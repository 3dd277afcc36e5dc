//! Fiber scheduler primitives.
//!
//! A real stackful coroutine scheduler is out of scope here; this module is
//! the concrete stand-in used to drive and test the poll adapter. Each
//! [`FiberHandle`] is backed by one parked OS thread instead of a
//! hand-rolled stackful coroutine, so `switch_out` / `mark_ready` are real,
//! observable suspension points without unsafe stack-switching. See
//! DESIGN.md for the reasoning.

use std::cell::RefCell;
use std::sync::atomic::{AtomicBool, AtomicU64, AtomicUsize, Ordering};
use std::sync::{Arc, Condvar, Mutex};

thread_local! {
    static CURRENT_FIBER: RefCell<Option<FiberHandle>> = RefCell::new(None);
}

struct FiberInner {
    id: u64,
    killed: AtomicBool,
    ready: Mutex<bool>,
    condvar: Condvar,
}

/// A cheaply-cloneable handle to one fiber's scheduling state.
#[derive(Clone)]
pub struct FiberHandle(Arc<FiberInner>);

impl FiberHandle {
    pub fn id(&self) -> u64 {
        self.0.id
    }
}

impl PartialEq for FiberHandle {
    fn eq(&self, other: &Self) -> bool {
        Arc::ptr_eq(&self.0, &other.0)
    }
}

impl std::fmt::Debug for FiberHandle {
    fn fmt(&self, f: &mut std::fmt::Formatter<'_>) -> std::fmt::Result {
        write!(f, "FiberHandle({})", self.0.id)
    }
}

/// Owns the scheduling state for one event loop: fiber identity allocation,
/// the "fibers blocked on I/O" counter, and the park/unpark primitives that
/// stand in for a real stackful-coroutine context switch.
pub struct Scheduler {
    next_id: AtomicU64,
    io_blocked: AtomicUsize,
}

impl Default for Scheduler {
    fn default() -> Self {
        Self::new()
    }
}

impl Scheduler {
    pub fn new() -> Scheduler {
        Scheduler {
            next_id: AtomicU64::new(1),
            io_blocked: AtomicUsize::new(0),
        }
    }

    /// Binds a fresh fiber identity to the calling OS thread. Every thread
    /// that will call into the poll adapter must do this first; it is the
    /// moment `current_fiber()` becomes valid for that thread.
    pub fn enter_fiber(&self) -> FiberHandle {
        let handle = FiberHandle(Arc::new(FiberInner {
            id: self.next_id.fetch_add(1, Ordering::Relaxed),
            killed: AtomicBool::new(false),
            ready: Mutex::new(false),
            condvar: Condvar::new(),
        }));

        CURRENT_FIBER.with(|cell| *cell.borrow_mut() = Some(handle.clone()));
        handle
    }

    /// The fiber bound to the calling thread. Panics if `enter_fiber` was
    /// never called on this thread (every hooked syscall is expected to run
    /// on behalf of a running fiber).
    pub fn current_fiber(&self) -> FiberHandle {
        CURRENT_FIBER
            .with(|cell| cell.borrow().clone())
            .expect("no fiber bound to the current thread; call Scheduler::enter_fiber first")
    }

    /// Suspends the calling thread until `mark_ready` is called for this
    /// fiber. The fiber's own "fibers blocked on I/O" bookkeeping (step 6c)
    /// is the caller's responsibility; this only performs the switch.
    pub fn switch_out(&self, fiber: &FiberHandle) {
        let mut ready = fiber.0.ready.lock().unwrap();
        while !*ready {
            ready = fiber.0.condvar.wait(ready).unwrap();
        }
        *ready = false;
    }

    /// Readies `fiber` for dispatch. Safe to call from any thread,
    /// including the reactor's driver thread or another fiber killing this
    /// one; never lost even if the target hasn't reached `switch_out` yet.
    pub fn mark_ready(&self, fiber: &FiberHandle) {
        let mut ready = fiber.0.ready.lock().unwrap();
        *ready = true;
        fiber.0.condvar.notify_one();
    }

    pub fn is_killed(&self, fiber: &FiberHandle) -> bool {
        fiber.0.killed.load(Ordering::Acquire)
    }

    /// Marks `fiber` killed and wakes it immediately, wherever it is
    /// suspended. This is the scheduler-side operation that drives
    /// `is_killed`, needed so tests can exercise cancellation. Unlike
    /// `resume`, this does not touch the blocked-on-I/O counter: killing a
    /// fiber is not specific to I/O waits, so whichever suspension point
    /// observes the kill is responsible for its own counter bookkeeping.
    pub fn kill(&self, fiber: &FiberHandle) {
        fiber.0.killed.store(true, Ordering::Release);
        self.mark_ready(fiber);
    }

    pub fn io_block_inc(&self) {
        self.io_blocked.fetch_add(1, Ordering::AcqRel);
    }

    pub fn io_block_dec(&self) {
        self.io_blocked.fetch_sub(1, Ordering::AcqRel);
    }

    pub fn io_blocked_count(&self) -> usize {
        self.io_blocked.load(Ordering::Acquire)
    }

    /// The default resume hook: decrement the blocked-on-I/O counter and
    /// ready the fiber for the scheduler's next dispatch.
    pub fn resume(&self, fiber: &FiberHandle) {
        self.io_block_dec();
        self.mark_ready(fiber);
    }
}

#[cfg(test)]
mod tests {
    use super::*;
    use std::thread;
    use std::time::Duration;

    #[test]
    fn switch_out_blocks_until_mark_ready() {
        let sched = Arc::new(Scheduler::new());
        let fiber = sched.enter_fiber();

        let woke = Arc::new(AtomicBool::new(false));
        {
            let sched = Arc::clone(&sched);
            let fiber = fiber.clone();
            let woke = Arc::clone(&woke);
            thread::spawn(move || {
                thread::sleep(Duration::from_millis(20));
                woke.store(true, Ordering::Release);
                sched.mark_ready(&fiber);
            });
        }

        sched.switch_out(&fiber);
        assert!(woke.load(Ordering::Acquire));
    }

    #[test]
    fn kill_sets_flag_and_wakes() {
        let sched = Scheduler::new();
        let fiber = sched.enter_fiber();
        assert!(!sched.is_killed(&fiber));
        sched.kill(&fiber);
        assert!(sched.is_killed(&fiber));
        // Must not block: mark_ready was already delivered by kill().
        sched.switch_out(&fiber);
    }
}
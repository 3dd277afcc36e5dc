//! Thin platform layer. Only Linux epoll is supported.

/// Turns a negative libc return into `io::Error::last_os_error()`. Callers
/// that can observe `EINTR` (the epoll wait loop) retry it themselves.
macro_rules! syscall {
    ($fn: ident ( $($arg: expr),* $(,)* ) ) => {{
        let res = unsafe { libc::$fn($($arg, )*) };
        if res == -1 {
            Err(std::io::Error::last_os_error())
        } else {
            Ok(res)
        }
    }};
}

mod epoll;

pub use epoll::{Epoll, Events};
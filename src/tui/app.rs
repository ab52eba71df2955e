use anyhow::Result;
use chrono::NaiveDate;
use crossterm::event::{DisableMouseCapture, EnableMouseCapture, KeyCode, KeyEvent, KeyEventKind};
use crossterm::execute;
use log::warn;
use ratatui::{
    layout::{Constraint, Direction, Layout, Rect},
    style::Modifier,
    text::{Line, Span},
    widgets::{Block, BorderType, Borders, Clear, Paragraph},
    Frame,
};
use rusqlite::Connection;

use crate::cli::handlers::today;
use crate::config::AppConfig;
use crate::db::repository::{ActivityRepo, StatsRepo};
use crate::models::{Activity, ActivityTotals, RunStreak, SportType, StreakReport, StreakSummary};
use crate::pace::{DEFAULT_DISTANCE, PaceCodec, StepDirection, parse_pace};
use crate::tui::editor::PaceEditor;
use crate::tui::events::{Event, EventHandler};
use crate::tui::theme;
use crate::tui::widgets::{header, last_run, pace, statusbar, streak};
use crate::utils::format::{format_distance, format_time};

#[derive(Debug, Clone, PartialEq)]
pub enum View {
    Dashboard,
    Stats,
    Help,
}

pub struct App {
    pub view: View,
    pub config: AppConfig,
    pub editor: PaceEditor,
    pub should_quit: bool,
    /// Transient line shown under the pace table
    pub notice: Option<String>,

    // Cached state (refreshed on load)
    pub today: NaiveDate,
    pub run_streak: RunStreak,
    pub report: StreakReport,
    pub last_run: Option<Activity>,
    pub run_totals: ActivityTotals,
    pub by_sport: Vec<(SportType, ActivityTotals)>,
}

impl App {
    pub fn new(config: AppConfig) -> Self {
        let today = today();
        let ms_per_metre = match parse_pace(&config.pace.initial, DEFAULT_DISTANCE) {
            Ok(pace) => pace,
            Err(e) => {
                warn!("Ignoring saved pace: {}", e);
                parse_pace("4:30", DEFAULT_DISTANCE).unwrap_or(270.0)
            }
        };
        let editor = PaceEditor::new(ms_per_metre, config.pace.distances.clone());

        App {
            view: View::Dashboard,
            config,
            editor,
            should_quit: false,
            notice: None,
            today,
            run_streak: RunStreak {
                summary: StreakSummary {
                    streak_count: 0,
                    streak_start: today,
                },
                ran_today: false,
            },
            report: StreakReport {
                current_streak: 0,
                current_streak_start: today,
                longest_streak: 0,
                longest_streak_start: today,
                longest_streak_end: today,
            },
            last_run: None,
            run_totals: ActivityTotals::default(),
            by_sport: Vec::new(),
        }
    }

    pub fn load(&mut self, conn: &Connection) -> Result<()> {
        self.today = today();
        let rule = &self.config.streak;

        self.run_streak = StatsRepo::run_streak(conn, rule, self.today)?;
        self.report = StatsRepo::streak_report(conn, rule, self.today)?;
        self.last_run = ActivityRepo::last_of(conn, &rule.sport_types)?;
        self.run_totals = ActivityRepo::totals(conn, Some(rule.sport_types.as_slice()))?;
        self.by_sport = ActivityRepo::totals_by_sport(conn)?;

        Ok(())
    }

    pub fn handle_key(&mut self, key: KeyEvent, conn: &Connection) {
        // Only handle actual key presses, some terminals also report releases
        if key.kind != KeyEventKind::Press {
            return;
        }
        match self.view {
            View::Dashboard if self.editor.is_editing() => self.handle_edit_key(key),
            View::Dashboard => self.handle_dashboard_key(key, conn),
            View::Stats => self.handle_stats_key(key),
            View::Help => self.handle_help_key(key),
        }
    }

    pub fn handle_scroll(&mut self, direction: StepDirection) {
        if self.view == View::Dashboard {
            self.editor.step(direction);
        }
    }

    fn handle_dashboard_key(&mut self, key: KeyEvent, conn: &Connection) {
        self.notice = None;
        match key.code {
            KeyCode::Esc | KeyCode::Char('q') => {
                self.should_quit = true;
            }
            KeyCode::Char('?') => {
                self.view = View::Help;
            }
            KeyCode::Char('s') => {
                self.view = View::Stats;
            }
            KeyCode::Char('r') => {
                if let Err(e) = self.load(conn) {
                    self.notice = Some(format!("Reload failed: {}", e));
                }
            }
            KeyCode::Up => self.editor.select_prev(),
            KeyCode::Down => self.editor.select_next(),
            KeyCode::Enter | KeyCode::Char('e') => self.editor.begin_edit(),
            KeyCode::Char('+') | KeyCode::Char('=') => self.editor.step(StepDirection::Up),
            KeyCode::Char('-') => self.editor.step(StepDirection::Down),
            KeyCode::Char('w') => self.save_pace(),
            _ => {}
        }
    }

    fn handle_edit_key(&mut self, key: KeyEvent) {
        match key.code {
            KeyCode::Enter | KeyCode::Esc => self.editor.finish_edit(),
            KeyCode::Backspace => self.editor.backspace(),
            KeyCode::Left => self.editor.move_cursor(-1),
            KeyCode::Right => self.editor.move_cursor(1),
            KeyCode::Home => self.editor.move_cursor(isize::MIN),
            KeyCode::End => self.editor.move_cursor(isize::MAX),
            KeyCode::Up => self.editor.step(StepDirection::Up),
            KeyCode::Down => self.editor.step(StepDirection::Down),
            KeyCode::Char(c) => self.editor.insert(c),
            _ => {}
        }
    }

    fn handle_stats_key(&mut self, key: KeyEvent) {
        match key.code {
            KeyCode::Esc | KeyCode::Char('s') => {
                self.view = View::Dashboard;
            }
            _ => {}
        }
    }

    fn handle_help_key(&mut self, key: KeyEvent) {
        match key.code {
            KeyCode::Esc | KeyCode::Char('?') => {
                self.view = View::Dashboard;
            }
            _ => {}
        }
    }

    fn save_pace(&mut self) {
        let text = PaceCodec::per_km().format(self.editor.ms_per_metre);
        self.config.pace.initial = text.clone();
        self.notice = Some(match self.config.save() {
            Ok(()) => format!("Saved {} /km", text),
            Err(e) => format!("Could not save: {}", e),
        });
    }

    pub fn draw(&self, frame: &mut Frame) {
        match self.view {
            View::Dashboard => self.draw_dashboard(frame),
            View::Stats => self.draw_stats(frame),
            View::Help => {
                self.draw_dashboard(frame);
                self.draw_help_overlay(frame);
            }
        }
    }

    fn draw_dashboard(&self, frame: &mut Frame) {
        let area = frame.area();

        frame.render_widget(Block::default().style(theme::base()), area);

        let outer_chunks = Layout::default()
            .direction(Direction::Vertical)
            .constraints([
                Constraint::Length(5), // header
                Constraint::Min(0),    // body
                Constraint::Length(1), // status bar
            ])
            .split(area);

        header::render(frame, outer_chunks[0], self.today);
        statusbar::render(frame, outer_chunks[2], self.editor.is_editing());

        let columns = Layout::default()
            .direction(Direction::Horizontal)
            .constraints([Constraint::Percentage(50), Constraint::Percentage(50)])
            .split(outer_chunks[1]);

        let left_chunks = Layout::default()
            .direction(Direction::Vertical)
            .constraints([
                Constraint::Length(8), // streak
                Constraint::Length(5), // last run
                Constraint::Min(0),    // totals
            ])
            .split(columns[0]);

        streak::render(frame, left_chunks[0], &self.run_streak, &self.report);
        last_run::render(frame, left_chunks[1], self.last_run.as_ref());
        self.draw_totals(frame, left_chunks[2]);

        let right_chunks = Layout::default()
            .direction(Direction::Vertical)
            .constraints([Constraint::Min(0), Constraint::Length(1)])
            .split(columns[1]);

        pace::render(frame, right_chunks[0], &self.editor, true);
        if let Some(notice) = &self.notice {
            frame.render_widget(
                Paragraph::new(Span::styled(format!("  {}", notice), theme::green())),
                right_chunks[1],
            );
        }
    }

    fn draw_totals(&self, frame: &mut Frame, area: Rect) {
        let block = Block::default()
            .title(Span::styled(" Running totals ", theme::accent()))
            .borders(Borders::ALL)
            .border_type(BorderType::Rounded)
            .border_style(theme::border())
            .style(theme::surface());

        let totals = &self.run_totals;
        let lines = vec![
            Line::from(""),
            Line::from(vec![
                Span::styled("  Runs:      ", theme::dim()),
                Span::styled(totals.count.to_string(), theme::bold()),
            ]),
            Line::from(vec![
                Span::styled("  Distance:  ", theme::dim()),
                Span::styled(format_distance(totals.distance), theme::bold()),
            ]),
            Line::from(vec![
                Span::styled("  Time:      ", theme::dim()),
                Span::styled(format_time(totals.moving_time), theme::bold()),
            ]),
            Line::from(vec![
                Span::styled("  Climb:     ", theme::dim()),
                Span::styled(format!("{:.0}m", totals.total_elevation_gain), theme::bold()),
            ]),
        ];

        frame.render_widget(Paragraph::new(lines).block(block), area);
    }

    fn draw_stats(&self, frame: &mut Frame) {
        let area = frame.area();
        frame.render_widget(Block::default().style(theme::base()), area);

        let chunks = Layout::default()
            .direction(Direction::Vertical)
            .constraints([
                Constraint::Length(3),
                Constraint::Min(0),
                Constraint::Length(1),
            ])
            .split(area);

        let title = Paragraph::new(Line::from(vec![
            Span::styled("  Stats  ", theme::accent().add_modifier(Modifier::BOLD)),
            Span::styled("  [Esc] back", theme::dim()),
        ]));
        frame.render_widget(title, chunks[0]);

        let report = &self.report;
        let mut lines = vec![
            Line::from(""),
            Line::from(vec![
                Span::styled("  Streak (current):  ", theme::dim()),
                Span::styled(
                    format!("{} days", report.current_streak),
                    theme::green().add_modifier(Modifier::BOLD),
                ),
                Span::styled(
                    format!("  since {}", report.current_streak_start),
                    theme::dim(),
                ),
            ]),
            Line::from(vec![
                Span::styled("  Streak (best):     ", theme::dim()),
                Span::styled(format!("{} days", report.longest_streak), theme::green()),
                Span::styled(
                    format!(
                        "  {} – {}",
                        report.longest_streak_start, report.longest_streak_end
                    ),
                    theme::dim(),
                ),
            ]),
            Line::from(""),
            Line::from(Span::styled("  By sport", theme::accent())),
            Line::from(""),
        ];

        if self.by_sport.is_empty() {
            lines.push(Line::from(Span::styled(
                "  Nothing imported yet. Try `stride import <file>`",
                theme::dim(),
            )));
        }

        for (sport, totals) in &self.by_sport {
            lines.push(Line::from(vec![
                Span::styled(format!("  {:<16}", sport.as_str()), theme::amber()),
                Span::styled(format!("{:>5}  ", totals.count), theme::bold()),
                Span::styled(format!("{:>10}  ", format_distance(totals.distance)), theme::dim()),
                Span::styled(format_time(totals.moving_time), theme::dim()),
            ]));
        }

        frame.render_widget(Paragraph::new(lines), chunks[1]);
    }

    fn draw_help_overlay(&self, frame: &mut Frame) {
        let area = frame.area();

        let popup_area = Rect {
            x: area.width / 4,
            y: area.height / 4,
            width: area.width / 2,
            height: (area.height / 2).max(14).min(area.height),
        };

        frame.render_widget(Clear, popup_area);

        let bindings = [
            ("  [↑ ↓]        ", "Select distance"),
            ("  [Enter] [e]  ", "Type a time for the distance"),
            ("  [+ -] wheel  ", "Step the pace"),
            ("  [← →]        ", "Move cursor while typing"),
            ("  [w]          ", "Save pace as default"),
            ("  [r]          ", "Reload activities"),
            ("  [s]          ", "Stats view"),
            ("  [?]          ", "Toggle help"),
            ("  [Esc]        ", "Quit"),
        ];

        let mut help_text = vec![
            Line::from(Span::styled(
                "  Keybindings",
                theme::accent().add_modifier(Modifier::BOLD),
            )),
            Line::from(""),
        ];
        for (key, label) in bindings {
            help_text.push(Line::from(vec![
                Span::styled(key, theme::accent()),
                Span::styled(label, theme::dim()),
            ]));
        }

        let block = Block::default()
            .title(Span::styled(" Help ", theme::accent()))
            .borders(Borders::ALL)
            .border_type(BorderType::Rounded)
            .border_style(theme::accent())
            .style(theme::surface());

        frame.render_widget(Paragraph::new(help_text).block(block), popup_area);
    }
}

● ● ● ● ● ● ●

PROBLEM TO SOLVE:
Return every line of the material in which the word "None" is found.

REPLY TO THE TASK:
    static CURRENT_FIBER: RefCell<Option<FiberHandle>> = RefCell::new(None);
            notice: None,
            last_run: None,
        self.notice = None;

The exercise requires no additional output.